To maximize interactions between research areas covered by the conference, we will have three introductory short courses and an introductory lecture on the following topics.

Noncommutative Algebraic Geometry, Adam-Christaan van Roosmalen, Hasselt University 

In algebraic geometry, one uses algebraic techniques to study geometry, and one uses geometric ideas and intuition to describe algebra.  Even though the same interplay cannot be duplicated naïvely to the noncommutative world, many techniques and definitions can still be carried over to the setting of noncommutative rings.
In these lectures, we will concentrate on projective algebraic geometry as introduced by Artin–Zhang.  Here, one starts with a reasonably nice graded ring R and studies the category qgr(R) as the category of coherent sheaves on a “nonexistent” noncommutative projective space Proj(R).

Around 2002, Polishchuk and Schwarz constructed a category of coherent sheaves on a noncommutative 2-torus, starting from a given Dolbeault dg algebra.  They subsequently showed that the category of coherent sheaves is (derived equivalent to) the category of coherent sheaves on an elliptic curve.  This provides an example of a link between noncommutative differential geometry and noncommutative algebraic geometry.

Recent progress in understanding the vector bundles on quantum flag manifolds (specifically, the introduction of a noncommutative Kähler structure and a noncommutative version of the Kodaira vanishing theorem) seem to make a similar result tractable.
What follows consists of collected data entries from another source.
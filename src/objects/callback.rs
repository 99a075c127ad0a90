use std::{fmt, future::Future, rc::Rc};

use compact_str::CompactString;
use futures::future::{FutureExt, LocalBoxFuture};

use crate::{errors::Error, objects::Value};

/// What a host function hands back to the interpreter.
pub enum CallbackReturn {
    /// The call completed synchronously.
    Return(Value),
    /// The call suspends the script until the future resolves.
    Pending(LocalBoxFuture<'static, Result<Value, Error>>),
}

impl CallbackReturn {
    /// Waits for the value of a pending call.
    pub async fn resolve(self) -> Result<Value, Error> {
        match self {
            CallbackReturn::Return(v) => Ok(v),
            CallbackReturn::Pending(future) => future.await,
        }
    }
}

impl fmt::Debug for CallbackReturn {
    fn fmt(&self, f: &mut fmt::Formatter<'_>) -> fmt::Result {
        match self {
            CallbackReturn::Return(v) => f.debug_tuple("Return").field(v).finish(),
            CallbackReturn::Pending(_) => f.write_str("Pending"),
        }
    }
}

impl From<Value> for CallbackReturn {
    fn from(value: Value) -> Self {
        CallbackReturn::Return(value)
    }
}

pub trait CallbackFn {
    fn call(&self, args: Vec<Value>) -> Result<CallbackReturn, Error>;
}

impl<F: Fn(Vec<Value>) -> Result<CallbackReturn, Error>> CallbackFn for F {
    fn call(&self, args: Vec<Value>) -> Result<CallbackReturn, Error> {
        self(args)
    }
}

pub type Callback = Rc<CallbackInner>;

/// A named host function.
pub struct CallbackInner {
    pub name: CompactString,
    function: Box<dyn CallbackFn>,
}

impl CallbackInner {
    pub fn new<C: CallbackFn + 'static>(name: impl Into<CompactString>, function: C) -> Self {
        CallbackInner {
            name: name.into(),
            function: Box::new(function),
        }
    }

    /// A callback that always completes synchronously.
    pub fn from_fn<F>(name: impl Into<CompactString>, function: F) -> Self
    where
        F: Fn(Vec<Value>) -> Result<Value, Error> + 'static,
    {
        CallbackInner::new(name, move |args| function(args).map(CallbackReturn::Return))
    }

    /// A callback that suspends the script on every call.
    pub fn from_async<F, Fut>(name: impl Into<CompactString>, function: F) -> Self
    where
        F: Fn(Vec<Value>) -> Fut + 'static,
        Fut: Future<Output = Result<Value, Error>> + 'static,
    {
        CallbackInner::new(name, move |args| {
            Ok(CallbackReturn::Pending(function(args).boxed_local()))
        })
    }

    pub fn call(&self, args: Vec<Value>) -> Result<CallbackReturn, Error> {
        self.function.call(args)
    }
}

impl fmt::Debug for CallbackInner {
    fn fmt(&self, f: &mut fmt::Formatter<'_>) -> fmt::Result {
        f.debug_struct("CallbackInner")
            .field("name", &self.name)
            .finish_non_exhaustive()
    }
}

impl fmt::Display for CallbackInner {
    fn fmt(&self, f: &mut fmt::Formatter<'_>) -> fmt::Result {
        f.write_str("FUNCTION(...)")
    }
}

impl From<CallbackInner> for Value {
    fn from(value: CallbackInner) -> Value {
        Value::Function(Rc::new(value).into())
    }
}
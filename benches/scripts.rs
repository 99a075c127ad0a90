use criterion::{Criterion, black_box, criterion_group, criterion_main};

use std::fs;

use futures::executor::block_on;
use greyscript_lang::{Interpreter, Value};

pub fn benchmark_scripts(c: &mut Criterion) {
    const DIR: &str = "./benches/scripts";
    for dir in fs::read_dir(DIR).expect("could not list dir") {
        let path = dir.expect("could not read dir entry").path();
        if path.extension().is_some_and(|ext| ext == "src") {
            let input = fs::read_to_string(&path).expect("could not read file contents");
            let interpreter = Interpreter::new();
            interpreter.register_callback("print", |_| Ok(Value::Nil));
            let program = interpreter
                .compile(&input)
                .expect("could not compile script");
            c.bench_function(
                &format!("run {}", path.file_name().unwrap().to_str().unwrap()),
                |b| {
                    b.iter(|| {
                        block_on(interpreter.run(black_box(&program), Vec::new())).unwrap()
                    });
                },
            );
        }
    }
}

criterion_group!(scripts, benchmark_scripts);
criterion_main!(scripts);
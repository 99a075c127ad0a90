use clap::{Args, Parser, Subcommand};

#[derive(Debug, Clone, Parser)]
#[command(name = "greyscript")]
#[command(bin_name = "greyscript")]
#[command(version, about, long_about = None)]
pub struct GreyScriptCliArgs {
    #[command(subcommand)]
    pub cmd: GreyScriptCliCommand,
}

#[derive(Debug, Clone, Subcommand)]
pub enum GreyScriptCliCommand {
    /// Compile and run a GreyScript program.
    Run(RunCommand),
    /// Compile a GreyScript program and report every diagnostic.
    Check(CheckCommand),
    /// Print the parsed syntax tree of a GreyScript program.
    Ast(AstCommand),
}

#[derive(Debug, Clone, Args)]
pub struct RunCommand {
    /// The path of the script to run.
    pub path: String,
    /// Arguments bound to `params`.
    #[arg(trailing_var_arg = true)]
    pub args: Vec<String>,
}

#[derive(Debug, Clone, Args)]
pub struct CheckCommand {
    /// The path of the script to check.
    pub path: String,
}

#[derive(Debug, Clone, Args)]
pub struct AstCommand {
    /// The path of the script to parse.
    pub path: String,
    /// Print the debug representation instead of source form.
    #[arg(long)]
    pub debug: bool,
}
In this lecture series, we will study some techniques of noncommutative algebraic geometry, in particular those related to quantum flag manifolds (based on Heckenberger and Kolb’s construction).  We will then discuss the category of coherent sheaves on quantum flag manifolds (or specifically, quantum projective space) and show how one can obtain this category as qgr(R) where R is the q-polynomial ring.  This establishes another instance where one has a correspondence between noncommutative algebraic geometry and noncommutative differential geometry

Parabolic Geometry, Katharina Neusser, Masaryk University 

This mini-course will give an introduction to Cartan geometries, which provide a uniform approach to a large variety of differential geometric structures.It will focus on parabolic geometries which are Cartan geometries infinitesimally modelled on flag manifolds. The most prominent examples of geometric structures admitting descriptions as parabolic geometries are conformal manifolds (dim>2), projective structures, almost quaternionic manifolds, and certain types of CR-structures. After having introduced the basic concepts and discussed some examples, we will (as time permits) give some applications of Cartan connections to symmetries and/or to the construction of invariant differential operators for parabolic geometries.

Quantum semisimple groups and quantum flag varieties, Robert Yuncken, Université Clermont Auvergne

Compact and complex semisimple Lie groups admit quantizations which have been discovered twice—first by Drinfeld and Jimbo in the form of quantized enveloping algebras, and later by Woronowicz in the form of quantum matrix pseudogroups.  These quantum groups have a rich representation theory which echoes that of their classical cousins.  At least in the compact case, setting the classical group in its family of quantum groups has given us new tools in representation theory.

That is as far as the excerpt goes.